A processing system as in claim 16, wherein the one or more actions include classifying an input represented by the multidimensional point cloud as representing one of a plurality of types of objects.

A processing system as claimed in claim 16, wherein the one or more actions include semantically segmenting an input image into a plurality of segments, each segment of the plurality of segments corresponding to an object type in the input image.

A processing system as claimed in claim 16, wherein the multidimensional point cloud comprises a set of points having multiple spatial dimensions.

A processing system comprising: A memory having executable instructions stored thereon; and One or more processors configured to execute the executable instructions so that the processing system: Train a neural network to map a multidimensional point cloud into a feature map; Generate a score for each individual point in the multidimensional point cloud; Rank the points in the multidimensional point cloud based on the scores generated for each individual point in the multidimensional point cloud; Generate a plurality of optimal point sets based on the ranked points in the multidimensional point cloud; and Retrain the neural network based on noise contrast estimation losses calculated based on the plurality of optimal point sets.

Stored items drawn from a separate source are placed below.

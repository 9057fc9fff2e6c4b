use axum::{
    extract::{
        rejection::{JsonRejection, PathRejection},
        Path, State,
    },
    Json,
};

use crate::dto::{
    OkResponse, SleepLogRequest, SleepLoggedResponse, WeightLogRequest, WeightLoggedResponse,
};
use crate::error::AppResult;
use crate::models::LogKind;
use crate::services::logs;
use crate::AppState;

pub async fn upsert_sleep(
    State(state): State<AppState>,
    payload: Result<Json<SleepLogRequest>, JsonRejection>,
) -> AppResult<Json<SleepLoggedResponse>> {
    let Json(body) = payload?;
    let logged = logs::log_sleep(state.store.as_ref(), body).await?;

    Ok(Json(SleepLoggedResponse {
        ok: true,
        sleep: logged.log,
        hours: logged.hours,
        quality: logged.quality,
    }))
}

pub async fn upsert_weight(
    State(state): State<AppState>,
    payload: Result<Json<WeightLogRequest>, JsonRejection>,
) -> AppResult<Json<WeightLoggedResponse>> {
    let Json(body) = payload?;
    let weight = logs::log_weight(state.store.as_ref(), body).await?;

    Ok(Json(WeightLoggedResponse { ok: true, weight }))
}

pub async fn delete_sleep(
    State(state): State<AppState>,
    path: Result<Path<(i64, String)>, PathRejection>,
) -> AppResult<Json<OkResponse>> {
    let Path((telegram_id, date)) = path?;
    logs::delete_log(state.store.as_ref(), LogKind::Sleep, telegram_id, &date).await?;
    Ok(Json(OkResponse::new()))
}

pub async fn delete_weight(
    State(state): State<AppState>,
    path: Result<Path<(i64, String)>, PathRejection>,
) -> AppResult<Json<OkResponse>> {
    let Path((telegram_id, date)) = path?;
    logs::delete_log(state.store.as_ref(), LogKind::Weight, telegram_id, &date).await?;
    Ok(Json(OkResponse::new()))
}
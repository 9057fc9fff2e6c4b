use chrono::{DateTime, NaiveDate, NaiveTime, Utc};
use serde::{Deserialize, Serialize};
use sqlx::FromRow;
use uuid::Uuid;

use crate::scoring::clock::hhmm;

#[derive(Debug, Clone, Serialize, Deserialize, FromRow)]
pub struct SleepLog {
    pub id: Uuid,
    pub telegram_id: i64,
    pub log_date: NaiveDate,
    #[serde(with = "hhmm")]
    pub sleep_start: NaiveTime,
    #[serde(with = "hhmm")]
    pub sleep_end: NaiveTime,
    pub hours_slept: f64,
    pub quality: i32,
    pub note: Option<String>,
    pub created_at: DateTime<Utc>,
    pub updated_at: DateTime<Utc>,
}

/// Fully validated sleep record, ready to be written over whatever exists for its date.
#[derive(Debug, Clone, PartialEq)]
pub struct NewSleepLog {
    pub telegram_id: i64,
    pub log_date: NaiveDate,
    pub sleep_start: NaiveTime,
    pub sleep_end: NaiveTime,
    pub hours_slept: f64,
    pub quality: i32,
    pub note: Option<String>,
}
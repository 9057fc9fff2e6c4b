use chrono::{DateTime, Utc};
use serde::{Deserialize, Serialize};
use sqlx::FromRow;

/// A chat-platform account. The platform's numeric id is the natural key.
#[derive(Debug, Clone, Serialize, Deserialize, FromRow)]
pub struct User {
    pub telegram_id: i64,
    pub username: Option<String>,
    pub target_weight_kg: Option<f64>,
    pub target_sleep_hours: Option<f64>,
    pub created_at: DateTime<Utc>,
    pub updated_at: DateTime<Utc>,
}

/// Partial settings update. `None` leaves the stored value untouched.
#[derive(Debug, Clone, Default, PartialEq)]
pub struct UserPatch {
    pub target_weight_kg: Option<f64>,
    pub target_sleep_hours: Option<f64>,
}

impl UserPatch {
    pub fn is_empty(&self) -> bool {
        self.target_weight_kg.is_none() && self.target_sleep_hours.is_none()
    }
}

#[derive(Debug, Clone, Copy, PartialEq, Serialize)]
pub struct Targets {
    pub target_weight_kg: Option<f64>,
    pub target_sleep_hours: Option<f64>,
}

impl From<&User> for Targets {
    fn from(u: &User) -> Self {
        Self {
            target_weight_kg: u.target_weight_kg,
            target_sleep_hours: u.target_sleep_hours,
        }
    }
}
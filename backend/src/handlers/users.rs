use axum::{
    extract::{rejection::JsonRejection, State},
    Json,
};

use crate::dto::{DataResponse, RegisterRequest, SettingsRequest};
use crate::error::AppResult;
use crate::models::user::User;
use crate::services::users;
use crate::AppState;

pub async fn register_user(
    State(state): State<AppState>,
    payload: Result<Json<RegisterRequest>, JsonRejection>,
) -> AppResult<Json<DataResponse<User>>> {
    let Json(body) = payload?;
    let user = users::register(state.store.as_ref(), body).await?;
    Ok(Json(DataResponse::new(user)))
}

pub async fn update_settings(
    State(state): State<AppState>,
    payload: Result<Json<SettingsRequest>, JsonRejection>,
) -> AppResult<Json<DataResponse<User>>> {
    let Json(body) = payload?;
    let user = users::update_settings(state.store.as_ref(), body).await?;
    Ok(Json(DataResponse::new(user)))
}
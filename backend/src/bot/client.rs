use std::time::Duration;

use reqwest::Client;

/// Minimal Telegram Bot API client; only `sendMessage` is needed.
#[derive(Clone)]
pub struct TelegramClient {
    client: Client,
    base_url: String,
}

impl TelegramClient {
    pub fn new(api_url: &str, bot_token: &str) -> anyhow::Result<Self> {
        let client = Client::builder().timeout(Duration::from_secs(10)).build()?;
        Ok(Self {
            client,
            base_url: format!("{}/bot{}", api_url.trim_end_matches('/'), bot_token),
        })
    }

    pub async fn send_message(&self, chat_id: i64, text: &str) -> anyhow::Result<()> {
        let response = self
            .client
            .post(format!("{}/sendMessage", self.base_url))
            .json(&serde_json::json!({
                "chat_id": chat_id,
                "text": text,
            }))
            .send()
            .await?;

        if !response.status().is_success() {
            let status = response.status();
            let body = response.text().await.unwrap_or_default();
            anyhow::bail!("Telegram API error {}: {}", status, body);
        }
        Ok(())
    }
}
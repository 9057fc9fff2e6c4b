use axum::{
    extract::rejection::{JsonRejection, PathRejection},
    http::StatusCode,
    response::{IntoResponse, Response},
    Json,
};
use serde_json::json;

use crate::db::StoreError;

#[derive(Debug, thiserror::Error)]
pub enum AppError {
    #[error("Missing required fields: {0}")]
    MissingFields(String),

    #[error("Invalid format: {0}")]
    InvalidFormat(String),

    #[error("User not found")]
    UserNotFound,

    #[error("Not found")]
    NotFound,

    #[error("Storage unavailable: {0}")]
    StorageUnavailable(#[from] StoreError),

    #[error("Internal error: {0}")]
    Internal(#[from] anyhow::Error),
}

impl AppError {
    /// Stable machine-readable kind, the only detail that crosses the boundary.
    pub fn kind(&self) -> &'static str {
        match self {
            AppError::MissingFields(_) => "missing_fields",
            AppError::InvalidFormat(_) => "invalid_format",
            AppError::UserNotFound => "user_not_found",
            AppError::NotFound => "not_found",
            AppError::StorageUnavailable(_) => "storage_unavailable",
            AppError::Internal(_) => "internal_error",
        }
    }

    pub fn status(&self) -> StatusCode {
        match self {
            AppError::MissingFields(_) | AppError::InvalidFormat(_) => StatusCode::BAD_REQUEST,
            AppError::UserNotFound | AppError::NotFound => StatusCode::NOT_FOUND,
            AppError::StorageUnavailable(_) | AppError::Internal(_) => {
                StatusCode::INTERNAL_SERVER_ERROR
            }
        }
    }
}

impl From<validator::ValidationErrors> for AppError {
    fn from(e: validator::ValidationErrors) -> Self {
        AppError::InvalidFormat(e.to_string())
    }
}

impl From<JsonRejection> for AppError {
    fn from(e: JsonRejection) -> Self {
        AppError::InvalidFormat(e.body_text())
    }
}

impl From<PathRejection> for AppError {
    fn from(e: PathRejection) -> Self {
        AppError::InvalidFormat(e.body_text())
    }
}

impl IntoResponse for AppError {
    fn into_response(self) -> Response {
        match &self {
            AppError::StorageUnavailable(e) => {
                tracing::error!(error = %e, "Storage error");
            }
            AppError::Internal(e) => {
                tracing::error!(error = %e, "Internal error");
            }
            other => {
                tracing::debug!(error = %other, kind = other.kind(), "Request rejected");
            }
        }

        let body = json!({ "error": self.kind() });

        (self.status(), Json(body)).into_response()
    }
}

pub type AppResult<T> = Result<T, AppError>;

A processing system as claimed in claim 26, wherein in order to generate the plurality of optimal point sets based on the ranked points in the multidimensional point cloud, the one or more processors are configured so that the processing system generates the plurality of optimal point sets with an increasing cardinality based on a baseline size of a first optimal point set among the plurality of optimal point sets.

A processing system as claimed in claim 27, wherein the incremented base is based on an exponential increase of the base size.

A processing system as claimed in claim 27, wherein the kth point set from the plurality of optimal point sets includes a subset of the k +1th point set from the plurality of optimal point sets.

A processing system as in claim 26, wherein in order to retrain the neural network, the one or more processors are configured to cause the processing system to calculate noise contrast estimation losses between the plurality of optimal point sets and a plurality of point sets from one or more other multidimensional point clouds.